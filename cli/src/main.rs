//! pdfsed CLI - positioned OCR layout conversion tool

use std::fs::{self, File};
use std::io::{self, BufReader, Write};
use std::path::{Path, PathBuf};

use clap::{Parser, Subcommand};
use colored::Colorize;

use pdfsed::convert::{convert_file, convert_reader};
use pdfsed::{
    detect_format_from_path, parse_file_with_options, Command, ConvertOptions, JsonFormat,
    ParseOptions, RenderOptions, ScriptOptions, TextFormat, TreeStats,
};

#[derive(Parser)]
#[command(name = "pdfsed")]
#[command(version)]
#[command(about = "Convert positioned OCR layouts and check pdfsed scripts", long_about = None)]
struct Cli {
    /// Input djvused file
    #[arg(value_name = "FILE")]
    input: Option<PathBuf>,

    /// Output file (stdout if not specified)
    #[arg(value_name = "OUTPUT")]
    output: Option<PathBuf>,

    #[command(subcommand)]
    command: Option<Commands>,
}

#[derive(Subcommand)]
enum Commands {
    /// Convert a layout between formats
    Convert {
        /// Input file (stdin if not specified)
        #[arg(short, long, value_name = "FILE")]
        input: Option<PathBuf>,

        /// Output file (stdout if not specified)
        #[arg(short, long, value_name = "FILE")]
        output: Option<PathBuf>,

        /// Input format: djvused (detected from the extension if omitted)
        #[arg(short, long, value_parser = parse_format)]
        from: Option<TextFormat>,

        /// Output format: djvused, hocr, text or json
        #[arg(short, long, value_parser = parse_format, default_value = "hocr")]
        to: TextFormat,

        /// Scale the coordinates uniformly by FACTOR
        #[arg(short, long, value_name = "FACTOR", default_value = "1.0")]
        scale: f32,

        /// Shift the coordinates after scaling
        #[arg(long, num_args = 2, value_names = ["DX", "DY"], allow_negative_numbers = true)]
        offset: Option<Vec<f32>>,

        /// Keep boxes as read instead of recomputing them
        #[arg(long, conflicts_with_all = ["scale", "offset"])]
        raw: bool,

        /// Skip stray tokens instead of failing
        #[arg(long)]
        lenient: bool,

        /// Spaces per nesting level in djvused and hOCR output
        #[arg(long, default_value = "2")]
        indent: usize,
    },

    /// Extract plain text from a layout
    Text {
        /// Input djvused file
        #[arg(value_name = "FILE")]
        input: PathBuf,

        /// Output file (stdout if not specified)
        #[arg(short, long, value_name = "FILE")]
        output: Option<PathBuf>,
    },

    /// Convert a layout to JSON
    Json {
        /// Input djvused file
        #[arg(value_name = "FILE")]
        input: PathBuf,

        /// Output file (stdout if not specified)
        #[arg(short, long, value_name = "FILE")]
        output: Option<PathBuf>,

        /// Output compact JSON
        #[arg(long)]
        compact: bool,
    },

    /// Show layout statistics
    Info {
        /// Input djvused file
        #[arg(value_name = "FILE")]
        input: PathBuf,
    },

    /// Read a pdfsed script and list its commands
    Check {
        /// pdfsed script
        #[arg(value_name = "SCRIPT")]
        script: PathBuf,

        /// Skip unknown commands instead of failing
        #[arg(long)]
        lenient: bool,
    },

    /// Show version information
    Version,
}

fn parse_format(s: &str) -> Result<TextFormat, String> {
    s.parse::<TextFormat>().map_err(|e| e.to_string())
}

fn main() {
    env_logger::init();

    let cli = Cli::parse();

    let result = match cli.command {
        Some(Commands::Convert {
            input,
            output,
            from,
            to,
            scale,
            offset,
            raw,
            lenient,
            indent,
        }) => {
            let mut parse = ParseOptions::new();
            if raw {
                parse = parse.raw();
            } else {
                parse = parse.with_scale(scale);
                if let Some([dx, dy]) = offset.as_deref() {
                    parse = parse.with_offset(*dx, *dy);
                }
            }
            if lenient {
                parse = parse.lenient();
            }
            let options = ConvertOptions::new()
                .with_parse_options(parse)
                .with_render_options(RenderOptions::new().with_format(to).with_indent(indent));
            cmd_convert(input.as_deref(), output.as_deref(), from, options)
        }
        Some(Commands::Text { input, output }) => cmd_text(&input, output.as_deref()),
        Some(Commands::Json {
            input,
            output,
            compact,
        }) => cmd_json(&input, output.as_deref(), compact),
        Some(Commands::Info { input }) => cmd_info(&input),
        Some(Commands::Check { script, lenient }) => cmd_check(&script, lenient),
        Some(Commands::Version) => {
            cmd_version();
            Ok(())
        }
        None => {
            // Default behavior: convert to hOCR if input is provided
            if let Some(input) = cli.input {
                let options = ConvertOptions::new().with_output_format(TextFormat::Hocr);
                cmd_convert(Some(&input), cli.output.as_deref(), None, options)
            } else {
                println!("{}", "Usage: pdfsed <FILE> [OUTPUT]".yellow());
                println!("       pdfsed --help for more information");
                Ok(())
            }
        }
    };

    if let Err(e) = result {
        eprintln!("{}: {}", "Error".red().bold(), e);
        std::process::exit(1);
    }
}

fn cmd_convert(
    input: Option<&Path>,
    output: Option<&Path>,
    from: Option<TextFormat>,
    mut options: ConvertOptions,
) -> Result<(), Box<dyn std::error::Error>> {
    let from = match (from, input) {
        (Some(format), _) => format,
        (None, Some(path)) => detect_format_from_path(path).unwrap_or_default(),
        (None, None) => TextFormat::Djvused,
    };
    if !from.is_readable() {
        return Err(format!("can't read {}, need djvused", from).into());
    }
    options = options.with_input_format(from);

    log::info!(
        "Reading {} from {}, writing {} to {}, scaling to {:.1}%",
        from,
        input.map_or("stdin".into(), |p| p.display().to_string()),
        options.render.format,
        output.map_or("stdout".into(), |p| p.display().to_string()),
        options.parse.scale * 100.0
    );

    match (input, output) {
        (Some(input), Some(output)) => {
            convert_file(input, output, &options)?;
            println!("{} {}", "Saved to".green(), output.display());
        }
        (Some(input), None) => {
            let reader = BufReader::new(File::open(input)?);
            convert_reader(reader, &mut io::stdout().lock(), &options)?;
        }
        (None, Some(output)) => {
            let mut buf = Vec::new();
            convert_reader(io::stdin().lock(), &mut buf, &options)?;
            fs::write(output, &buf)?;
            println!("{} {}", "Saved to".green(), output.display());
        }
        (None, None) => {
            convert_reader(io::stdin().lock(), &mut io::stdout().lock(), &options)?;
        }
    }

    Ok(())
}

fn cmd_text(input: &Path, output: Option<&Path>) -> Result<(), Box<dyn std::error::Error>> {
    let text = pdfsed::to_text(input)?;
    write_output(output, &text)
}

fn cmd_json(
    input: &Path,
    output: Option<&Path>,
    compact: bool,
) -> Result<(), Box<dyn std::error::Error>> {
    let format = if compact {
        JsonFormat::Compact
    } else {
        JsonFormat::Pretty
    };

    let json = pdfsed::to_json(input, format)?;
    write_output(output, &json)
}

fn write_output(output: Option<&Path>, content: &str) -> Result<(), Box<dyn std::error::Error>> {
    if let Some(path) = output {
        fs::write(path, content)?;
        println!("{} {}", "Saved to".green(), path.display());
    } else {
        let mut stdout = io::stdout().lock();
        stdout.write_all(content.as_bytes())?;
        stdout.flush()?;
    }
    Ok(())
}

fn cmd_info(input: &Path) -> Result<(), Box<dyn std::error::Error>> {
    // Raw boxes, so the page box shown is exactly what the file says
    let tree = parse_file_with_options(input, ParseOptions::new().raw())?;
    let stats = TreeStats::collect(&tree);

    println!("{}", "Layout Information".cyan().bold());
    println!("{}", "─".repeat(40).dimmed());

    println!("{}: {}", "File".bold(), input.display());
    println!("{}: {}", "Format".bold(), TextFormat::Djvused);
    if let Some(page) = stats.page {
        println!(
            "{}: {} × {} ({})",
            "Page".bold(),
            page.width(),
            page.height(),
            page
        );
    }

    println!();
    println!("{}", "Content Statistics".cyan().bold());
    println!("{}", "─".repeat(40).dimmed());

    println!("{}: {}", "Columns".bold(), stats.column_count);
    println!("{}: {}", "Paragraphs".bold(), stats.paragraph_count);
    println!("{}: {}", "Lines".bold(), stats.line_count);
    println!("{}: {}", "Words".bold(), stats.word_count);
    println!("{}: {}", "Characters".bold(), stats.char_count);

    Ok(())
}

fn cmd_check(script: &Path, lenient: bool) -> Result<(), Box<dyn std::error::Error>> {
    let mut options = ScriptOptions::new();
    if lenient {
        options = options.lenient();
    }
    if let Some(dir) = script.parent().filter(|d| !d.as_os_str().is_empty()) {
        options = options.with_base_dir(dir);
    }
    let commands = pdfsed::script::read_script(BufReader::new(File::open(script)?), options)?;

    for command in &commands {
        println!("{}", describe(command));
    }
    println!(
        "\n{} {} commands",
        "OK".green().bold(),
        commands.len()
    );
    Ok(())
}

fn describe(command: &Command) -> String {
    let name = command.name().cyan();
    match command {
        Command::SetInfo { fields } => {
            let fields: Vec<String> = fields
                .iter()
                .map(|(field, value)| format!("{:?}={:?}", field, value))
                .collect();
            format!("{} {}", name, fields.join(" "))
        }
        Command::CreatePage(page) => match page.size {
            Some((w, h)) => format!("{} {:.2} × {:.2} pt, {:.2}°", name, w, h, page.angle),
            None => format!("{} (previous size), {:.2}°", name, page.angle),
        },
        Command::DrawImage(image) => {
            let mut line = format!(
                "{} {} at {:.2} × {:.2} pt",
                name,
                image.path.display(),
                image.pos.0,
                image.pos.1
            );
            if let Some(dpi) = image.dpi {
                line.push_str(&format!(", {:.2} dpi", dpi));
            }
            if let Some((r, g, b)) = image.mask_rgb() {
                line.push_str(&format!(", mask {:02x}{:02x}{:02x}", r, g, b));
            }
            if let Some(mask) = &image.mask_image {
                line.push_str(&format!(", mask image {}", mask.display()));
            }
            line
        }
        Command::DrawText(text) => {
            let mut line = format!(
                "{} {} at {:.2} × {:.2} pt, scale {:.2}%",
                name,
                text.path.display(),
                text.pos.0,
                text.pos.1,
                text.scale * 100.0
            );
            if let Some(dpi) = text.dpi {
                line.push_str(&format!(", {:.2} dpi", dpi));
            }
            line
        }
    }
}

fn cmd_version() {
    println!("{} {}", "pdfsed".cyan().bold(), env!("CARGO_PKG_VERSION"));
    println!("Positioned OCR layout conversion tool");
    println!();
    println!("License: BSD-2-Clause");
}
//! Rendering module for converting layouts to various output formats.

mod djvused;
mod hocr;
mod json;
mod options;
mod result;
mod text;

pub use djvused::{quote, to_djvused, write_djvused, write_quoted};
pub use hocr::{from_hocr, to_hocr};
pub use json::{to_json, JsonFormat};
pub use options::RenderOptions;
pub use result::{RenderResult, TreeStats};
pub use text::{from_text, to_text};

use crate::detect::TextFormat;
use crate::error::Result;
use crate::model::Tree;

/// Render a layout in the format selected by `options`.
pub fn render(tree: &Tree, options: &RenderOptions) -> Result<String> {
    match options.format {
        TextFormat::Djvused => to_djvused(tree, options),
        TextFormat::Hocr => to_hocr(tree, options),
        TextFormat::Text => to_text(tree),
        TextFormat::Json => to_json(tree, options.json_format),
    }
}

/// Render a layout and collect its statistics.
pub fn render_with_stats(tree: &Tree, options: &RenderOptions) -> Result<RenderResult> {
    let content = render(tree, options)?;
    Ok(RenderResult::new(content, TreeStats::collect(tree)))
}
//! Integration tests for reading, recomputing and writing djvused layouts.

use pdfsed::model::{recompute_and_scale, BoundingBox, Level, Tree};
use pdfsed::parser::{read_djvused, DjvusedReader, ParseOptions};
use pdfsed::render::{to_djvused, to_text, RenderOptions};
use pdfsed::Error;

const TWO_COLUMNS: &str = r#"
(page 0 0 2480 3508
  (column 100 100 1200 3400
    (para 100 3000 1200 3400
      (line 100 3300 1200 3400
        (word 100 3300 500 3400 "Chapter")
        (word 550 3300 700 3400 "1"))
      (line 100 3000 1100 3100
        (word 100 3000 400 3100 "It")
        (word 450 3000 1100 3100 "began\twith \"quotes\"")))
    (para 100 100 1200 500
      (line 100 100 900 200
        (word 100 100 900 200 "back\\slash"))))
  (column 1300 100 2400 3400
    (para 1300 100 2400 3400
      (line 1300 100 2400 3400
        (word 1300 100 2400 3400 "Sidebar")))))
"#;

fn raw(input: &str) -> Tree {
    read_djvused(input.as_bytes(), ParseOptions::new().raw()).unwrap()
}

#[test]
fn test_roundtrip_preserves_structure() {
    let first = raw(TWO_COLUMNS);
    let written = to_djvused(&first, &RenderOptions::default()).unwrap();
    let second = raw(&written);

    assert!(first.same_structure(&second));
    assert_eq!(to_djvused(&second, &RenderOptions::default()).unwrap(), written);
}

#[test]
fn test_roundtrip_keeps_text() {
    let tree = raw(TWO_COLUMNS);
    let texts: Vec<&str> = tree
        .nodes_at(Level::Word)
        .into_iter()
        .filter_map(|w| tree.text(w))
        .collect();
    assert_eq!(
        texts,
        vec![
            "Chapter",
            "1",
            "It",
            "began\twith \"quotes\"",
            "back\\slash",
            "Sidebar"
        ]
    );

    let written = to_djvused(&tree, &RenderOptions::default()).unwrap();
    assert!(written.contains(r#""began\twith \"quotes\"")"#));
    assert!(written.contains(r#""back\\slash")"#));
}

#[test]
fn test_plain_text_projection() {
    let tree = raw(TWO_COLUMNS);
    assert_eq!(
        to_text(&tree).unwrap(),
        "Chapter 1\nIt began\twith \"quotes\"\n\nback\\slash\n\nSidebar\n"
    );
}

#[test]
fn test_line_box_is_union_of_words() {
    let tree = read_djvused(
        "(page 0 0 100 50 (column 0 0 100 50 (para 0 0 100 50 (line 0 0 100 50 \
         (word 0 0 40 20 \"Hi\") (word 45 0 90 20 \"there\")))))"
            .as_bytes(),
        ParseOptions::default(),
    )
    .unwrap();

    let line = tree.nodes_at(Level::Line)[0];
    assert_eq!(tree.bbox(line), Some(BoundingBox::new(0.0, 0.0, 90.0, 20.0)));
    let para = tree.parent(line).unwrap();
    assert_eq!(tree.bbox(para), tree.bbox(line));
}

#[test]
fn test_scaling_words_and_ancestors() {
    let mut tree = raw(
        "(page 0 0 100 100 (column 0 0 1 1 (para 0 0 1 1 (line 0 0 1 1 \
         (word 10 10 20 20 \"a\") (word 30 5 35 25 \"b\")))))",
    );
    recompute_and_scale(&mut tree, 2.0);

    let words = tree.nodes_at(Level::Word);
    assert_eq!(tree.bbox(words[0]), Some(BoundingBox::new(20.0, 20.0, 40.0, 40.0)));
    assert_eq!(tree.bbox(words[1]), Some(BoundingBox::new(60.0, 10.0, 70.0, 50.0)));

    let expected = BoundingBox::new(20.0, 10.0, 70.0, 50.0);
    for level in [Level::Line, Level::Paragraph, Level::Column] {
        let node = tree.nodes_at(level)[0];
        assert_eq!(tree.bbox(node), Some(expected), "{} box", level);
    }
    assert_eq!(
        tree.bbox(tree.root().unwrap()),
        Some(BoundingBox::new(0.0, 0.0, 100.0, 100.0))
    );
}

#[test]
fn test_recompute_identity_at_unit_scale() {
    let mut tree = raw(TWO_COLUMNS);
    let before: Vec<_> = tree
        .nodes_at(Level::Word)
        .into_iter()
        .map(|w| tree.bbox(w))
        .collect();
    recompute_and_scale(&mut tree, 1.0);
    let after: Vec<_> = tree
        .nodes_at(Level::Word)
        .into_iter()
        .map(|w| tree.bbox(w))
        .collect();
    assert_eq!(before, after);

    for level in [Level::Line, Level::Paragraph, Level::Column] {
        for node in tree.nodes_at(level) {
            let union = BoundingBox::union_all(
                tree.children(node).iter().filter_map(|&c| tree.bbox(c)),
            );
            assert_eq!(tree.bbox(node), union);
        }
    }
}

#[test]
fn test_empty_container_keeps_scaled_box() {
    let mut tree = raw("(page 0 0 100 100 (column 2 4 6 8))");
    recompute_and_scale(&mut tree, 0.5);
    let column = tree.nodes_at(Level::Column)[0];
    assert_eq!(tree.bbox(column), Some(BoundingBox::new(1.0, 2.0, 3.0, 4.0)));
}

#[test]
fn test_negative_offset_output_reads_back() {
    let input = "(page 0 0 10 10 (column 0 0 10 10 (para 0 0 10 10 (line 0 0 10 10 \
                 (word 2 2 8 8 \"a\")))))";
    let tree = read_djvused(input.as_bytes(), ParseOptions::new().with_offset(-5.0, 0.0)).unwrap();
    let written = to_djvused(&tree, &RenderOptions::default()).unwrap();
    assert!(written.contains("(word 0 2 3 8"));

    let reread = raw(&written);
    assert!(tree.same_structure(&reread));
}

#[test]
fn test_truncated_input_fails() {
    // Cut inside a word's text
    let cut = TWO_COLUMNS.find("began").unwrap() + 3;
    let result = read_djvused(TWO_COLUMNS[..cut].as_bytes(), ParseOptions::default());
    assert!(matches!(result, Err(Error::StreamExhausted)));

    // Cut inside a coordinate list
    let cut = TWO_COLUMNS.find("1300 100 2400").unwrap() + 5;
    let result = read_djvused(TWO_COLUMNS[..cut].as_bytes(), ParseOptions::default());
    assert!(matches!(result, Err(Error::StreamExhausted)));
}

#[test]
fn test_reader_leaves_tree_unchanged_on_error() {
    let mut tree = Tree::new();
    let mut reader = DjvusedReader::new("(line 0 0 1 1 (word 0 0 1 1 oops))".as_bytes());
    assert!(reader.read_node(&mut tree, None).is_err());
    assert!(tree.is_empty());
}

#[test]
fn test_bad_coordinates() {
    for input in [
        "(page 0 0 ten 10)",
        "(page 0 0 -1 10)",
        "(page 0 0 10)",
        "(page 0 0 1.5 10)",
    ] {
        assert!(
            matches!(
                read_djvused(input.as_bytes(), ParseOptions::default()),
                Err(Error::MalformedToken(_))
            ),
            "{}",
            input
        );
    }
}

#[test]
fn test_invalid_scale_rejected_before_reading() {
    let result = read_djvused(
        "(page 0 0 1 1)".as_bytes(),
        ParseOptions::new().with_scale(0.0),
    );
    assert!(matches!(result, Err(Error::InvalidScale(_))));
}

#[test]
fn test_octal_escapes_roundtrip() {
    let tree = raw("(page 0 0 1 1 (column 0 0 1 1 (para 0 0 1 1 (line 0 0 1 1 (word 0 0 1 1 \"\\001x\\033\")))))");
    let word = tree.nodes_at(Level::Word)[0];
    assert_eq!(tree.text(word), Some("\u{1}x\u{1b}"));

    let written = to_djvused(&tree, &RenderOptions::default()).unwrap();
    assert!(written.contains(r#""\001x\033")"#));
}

□ □ □ □ □ □ □

◆ WHAT YOU NEED TO DO ◆
Search the records above for the string "ScriptOptions" and copy each line that holds it.

◆ RESULT BELOW ◆
    ParseOptions, RenderOptions, ScriptOptions, TextFormat, TreeStats,
    let mut options = ScriptOptions::new();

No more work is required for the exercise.